*** Opening Records for the task ***
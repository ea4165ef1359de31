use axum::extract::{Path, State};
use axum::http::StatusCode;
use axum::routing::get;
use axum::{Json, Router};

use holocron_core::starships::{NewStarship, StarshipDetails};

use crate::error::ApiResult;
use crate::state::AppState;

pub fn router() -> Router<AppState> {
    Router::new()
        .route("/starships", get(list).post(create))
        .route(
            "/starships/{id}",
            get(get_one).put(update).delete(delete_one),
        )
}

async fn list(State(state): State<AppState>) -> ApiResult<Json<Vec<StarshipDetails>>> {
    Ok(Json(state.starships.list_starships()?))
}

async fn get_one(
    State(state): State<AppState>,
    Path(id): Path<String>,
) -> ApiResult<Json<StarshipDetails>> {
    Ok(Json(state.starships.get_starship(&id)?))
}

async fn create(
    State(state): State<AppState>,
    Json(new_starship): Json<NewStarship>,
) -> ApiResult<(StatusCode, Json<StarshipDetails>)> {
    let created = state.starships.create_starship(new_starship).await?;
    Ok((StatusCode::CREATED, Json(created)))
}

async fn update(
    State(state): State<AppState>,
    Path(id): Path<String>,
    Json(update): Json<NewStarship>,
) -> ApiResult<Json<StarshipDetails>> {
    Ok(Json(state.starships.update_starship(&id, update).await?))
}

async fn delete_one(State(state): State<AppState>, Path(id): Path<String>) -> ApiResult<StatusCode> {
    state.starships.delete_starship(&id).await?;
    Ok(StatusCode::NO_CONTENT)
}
*** Closing Records for the task ***
The full listing should be reproduced exactly.

repository ea4165ef1359de31
use axum::extract::{Path, State};
use axum::http::StatusCode;
use axum::routing::get;
use axum::{Json, Router};

use holocron_core::starships::{NewStarship, StarshipDetails};

use crate::error::ApiResult;
use crate::state::AppState;

pub fn router() -> Router<AppState> {
    Router::new()
        .route("/starships", get(list).post(create))
        .route(
            "/starships/{id}",
            get(get_one).put(update).delete(delete_one),
        )
}

async fn list(State(state): State<AppState>) -> ApiResult<Json<Vec<StarshipDetails>>> {
    Ok(Json(state.starships.list_starships()?))
}

async fn get_one(
    State(state): State<AppState>,
    Path(id): Path<String>,
) -> ApiResult<Json<StarshipDetails>> {
    Ok(Json(state.starships.get_starship(&id)?))
}

async fn create(
    State(state): State<AppState>,
    Json(new_starship): Json<NewStarship>,
) -> ApiResult<(StatusCode, Json<StarshipDetails>)> {
    let created = state.starships.create_starship(new_starship).await?;
    Ok((StatusCode::CREATED, Json(created)))
}

async fn update(
    State(state): State<AppState>,
    Path(id): Path<String>,
    Json(update): Json<NewStarship>,
) -> ApiResult<Json<StarshipDetails>> {
    Ok(Json(state.starships.update_starship(&id, update).await?))
}

async fn delete_one(State(state): State<AppState>, Path(id): Path<String>) -> ApiResult<StatusCode> {
    state.starships.delete_starship(&id).await?;
    Ok(StatusCode::NO_CONTENT)
}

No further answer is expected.